For a unique feature of Idaho, consider a trip to Bruneau Dunes that's about an hour south of Boise. Its remarkable topography offers campers temperate conditions for most of the year, and campgrounds are open all 12 months, but water access may be limited in frigid times.
Storing your RV in a secure facility can keep it safe from the elements as well as from vandalism and theft. If you need a place to keep your RV while you're in Idaho, check out Victory Self Storage in Boise that has covered RV units and on-site staff five days a week. Big Storage in Nampa has large drive-through storage units with doors on both sides, and they're located conveniently close to highways and major roads.

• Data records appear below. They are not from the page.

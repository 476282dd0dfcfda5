//! Key/value stores with per-entry expiry, shared by the tile and result caches.

use crate::{Result, TerrainError};
use chrono::Utc;
use std::collections::HashMap;
use std::fs;
use std::io::Write;
use std::path::{Path, PathBuf};
use std::sync::RwLock;
use std::time::{Duration, Instant};
use tempfile::NamedTempFile;
use tracing::{debug, warn};

/// A byte store whose entries expire after a TTL.
///
/// Expired entries behave exactly like absent ones. Concurrent `set` calls for
/// the same key overwrite each other; the last writer wins.
pub trait CacheStore: Send + Sync {
    /// Read an unexpired entry.
    fn get(&self, key: &str) -> Result<Option<Vec<u8>>>;

    /// Write an entry that expires `ttl` from now.
    fn set(&self, key: &str, value: &[u8], ttl: Duration) -> Result<()>;
}

// ============================================================================
// In-process store
// ============================================================================

/// In-process store; contents are lost when the process exits.
#[derive(Debug, Default)]
pub struct MemoryStore {
    /// Values with their expiry; `None` never expires.
    entries: RwLock<HashMap<String, (Vec<u8>, Option<Instant>)>>,
}

impl MemoryStore {
    /// Create an empty store.
    pub fn new() -> Self {
        Self::default()
    }

    /// Number of entries, expired ones included.
    pub fn len(&self) -> usize {
        self.entries.read().map(|e| e.len()).unwrap_or(0)
    }

    /// Whether the store holds no entries.
    pub fn is_empty(&self) -> bool {
        self.len() == 0
    }
}

impl CacheStore for MemoryStore {
    fn get(&self, key: &str) -> Result<Option<Vec<u8>>> {
        let entries = self
            .entries
            .read()
            .map_err(|_| TerrainError::CacheLockPoisoned)?;
        Ok(entries
            .get(key)
            .filter(|(_, expires)| is_live(*expires))
            .map(|(value, _)| value.clone()))
    }

    fn set(&self, key: &str, value: &[u8], ttl: Duration) -> Result<()> {
        let mut entries = self
            .entries
            .write()
            .map_err(|_| TerrainError::CacheLockPoisoned)?;
        entries.retain(|_, (_, expires)| is_live(*expires));
        entries.insert(key.to_string(), (value.to_vec(), Instant::now().checked_add(ttl)));
        Ok(())
    }
}

fn is_live(expires: Option<Instant>) -> bool {
    expires.map_or(true, |at| Instant::now() < at)
}

// ============================================================================
// File-backed store
// ============================================================================

/// One file per key under a directory, surviving restarts.
///
/// Each file starts with the expiry instant as milliseconds since the Unix
/// epoch (i64 LE) followed by the payload. Files are written to a uniquely
/// named temporary file and renamed into place.
#[derive(Debug, Clone)]
pub struct FileStore {
    dir: PathBuf,
}

impl FileStore {
    /// Open (creating if needed) a store rooted at `dir`.
    pub fn open<P: AsRef<Path>>(dir: P) -> Result<Self> {
        let dir = dir.as_ref().to_path_buf();
        fs::create_dir_all(&dir)?;
        Ok(Self { dir })
    }

    /// Root directory.
    pub fn dir(&self) -> &Path {
        &self.dir
    }

    fn path_for(&self, key: &str) -> PathBuf {
        let name: String = key
            .chars()
            .map(|c| if c.is_ascii_alphanumeric() || c == '-' || c == '_' || c == '.' { c } else { '_' })
            .collect();
        self.dir.join(format!("{}.bin", name))
    }
}

impl CacheStore for FileStore {
    fn get(&self, key: &str) -> Result<Option<Vec<u8>>> {
        let path = self.path_for(key);
        let bytes = match fs::read(&path) {
            Ok(bytes) => bytes,
            Err(e) if e.kind() == std::io::ErrorKind::NotFound => return Ok(None),
            Err(e) => return Err(e.into()),
        };

        if bytes.len() < 8 {
            warn!(path = %path.display(), "truncated cache entry, ignoring");
            return Ok(None);
        }
        let mut stamp = [0u8; 8];
        stamp.copy_from_slice(&bytes[..8]);
        let expires_ms = i64::from_le_bytes(stamp);

        if Utc::now().timestamp_millis() >= expires_ms {
            debug!(key, "cache entry expired");
            return Ok(None);
        }
        Ok(Some(bytes[8..].to_vec()))
    }

    fn set(&self, key: &str, value: &[u8], ttl: Duration) -> Result<()> {
        let ttl_ms = i64::try_from(ttl.as_millis()).unwrap_or(i64::MAX);
        let expires_ms = Utc::now().timestamp_millis().saturating_add(ttl_ms);

        let path = self.path_for(key);
        let mut file = NamedTempFile::new_in(&self.dir)?;
        file.write_all(&expires_ms.to_le_bytes())?;
        file.write_all(value)?;
        file.persist(&path).map_err(|e| e.error)?;
        Ok(())
    }
}

#[cfg(test)]
mod tests {
    use super::*;

    #[test]
    fn test_memory_store_ttl() {
        let store = MemoryStore::new();
        store.set("a", b"hello", Duration::from_secs(60)).unwrap();
        store.set("b", b"gone", Duration::ZERO).unwrap();

        assert_eq!(store.get("a").unwrap().as_deref(), Some(&b"hello"[..]));
        assert_eq!(store.get("b").unwrap(), None);
        assert_eq!(store.get("missing").unwrap(), None);
    }

    #[test]
    fn test_file_store_round_trip_and_expiry() {
        let dir = tempfile::tempdir().unwrap();
        let store = FileStore::open(dir.path()).unwrap();

        store.set("tile:12:1:2", &[1, 2, 3], Duration::from_secs(3600)).unwrap();
        assert_eq!(store.get("tile:12:1:2").unwrap(), Some(vec![1, 2, 3]));

        store.set("tile:12:1:2", &[9], Duration::ZERO).unwrap();
        assert_eq!(store.get("tile:12:1:2").unwrap(), None);
    }

    #[test]
    fn test_file_store_survives_reopen() {
        let dir = tempfile::tempdir().unwrap();
        FileStore::open(dir.path())
            .unwrap()
            .set("k", b"persisted", Duration::from_secs(60))
            .unwrap();

        let reopened = FileStore::open(dir.path()).unwrap();
        assert_eq!(reopened.get("k").unwrap(), Some(b"persisted".to_vec()));
    }

    #[test]
    fn test_file_store_concurrent_writers() {
        let dir = tempfile::tempdir().unwrap();
        let store = FileStore::open(dir.path()).unwrap();

        std::thread::scope(|scope| {
            for i in 0u8..8 {
                let store = &store;
                scope.spawn(move || {
                    for _ in 0..20 {
                        store.set("shared", &[i; 64], Duration::from_secs(60)).unwrap();
                    }
                });
            }
        });

        let value = store.get("shared").unwrap().unwrap();
        assert_eq!(value.len(), 64);
        assert!(value.iter().all(|b| *b == value[0]));
        assert_eq!(fs::read_dir(dir.path()).unwrap().count(), 1);
    }

    #[test]
    fn test_memory_store_unbounded_ttl() {
        let store = MemoryStore::new();
        store.set("forever", b"x", Duration::MAX).unwrap();
        assert_eq!(store.get("forever").unwrap().as_deref(), Some(&b"x"[..]));
    }

    #[test]
    fn test_file_store_key_sanitized() {
        let dir = tempfile::tempdir().unwrap();
        let store = FileStore::open(dir.path()).unwrap();
        let path = store.path_for("link:../../etc");
        assert_eq!(path.parent(), Some(dir.path()));
    }
}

Idaho is a great place to visit and is very RV friendly. Free dumping is available thanks to several counties and municipalities, including the Butte County dump in Arco, the Boundary County Fairgrounds in Bonners Ferry and the Red River Ranger Station in Elk City. Also, there are many Flying J's across the state that offer dumping for a small fee.
In addition to a wide variety of natural attractions, Idaho is home to several theme parks with water features and exciting rides, including the Silverwood Theme Park in Northern Idaho. There's everything from a steam engine train to multiple roller coasters there.
Anyone interested in the history of western expansion will be fascinated by the Idaho Museum of Mining as well as the Nez Perce County Historical Society and Museum. Of course, a trip to the Idaho Potato Museum in Blackfoot can't be missed!
Fans of baseball, hockey and football can find a team to root for in Idaho. The Hawks offer exciting minor league baseball and the Steelheads play hockey. A fun game of football is available for those who follow the Treasure Valley Spartans.
Several concert venues in Idaho offer a wide variety of music for every taste. Check out the Idaho Center Amphitheater in Nampa, the Portneuf Health Trust Amphitheater in Pocatello and the Colonial Theater in Idaho Falls for upcoming events.
Travel from east to west in northern Idaho is fast on Interstate 90. Interstate 84 will take you diagonally across the southwest corner of the state, and Interstate 15 runs north and south on the eastern side.
If you are considering a rental from RVshare, then you will need to be 25 years of age to be approved.
Just like any vehicle that you rent, with camper rentals in Idaho, you are going to need to have insurance that will cover the vehicle in the event that there is an accident. If you do not have insurance that you can use for the rental, then take a look at our insurance page for more information about your options.
When you rent an RV, it’s a good practice to bring the RV back with a full tank. At the same time, not all owners require it, so be sure to communicate with the RV owner before you rent so that you understand his or her refueling requirements.
One-way RV rentals in Idaho are available, but it is not always an option with every RV owner. It's important to ask the renter if a one-way rental is an option prior to renting your vehicle.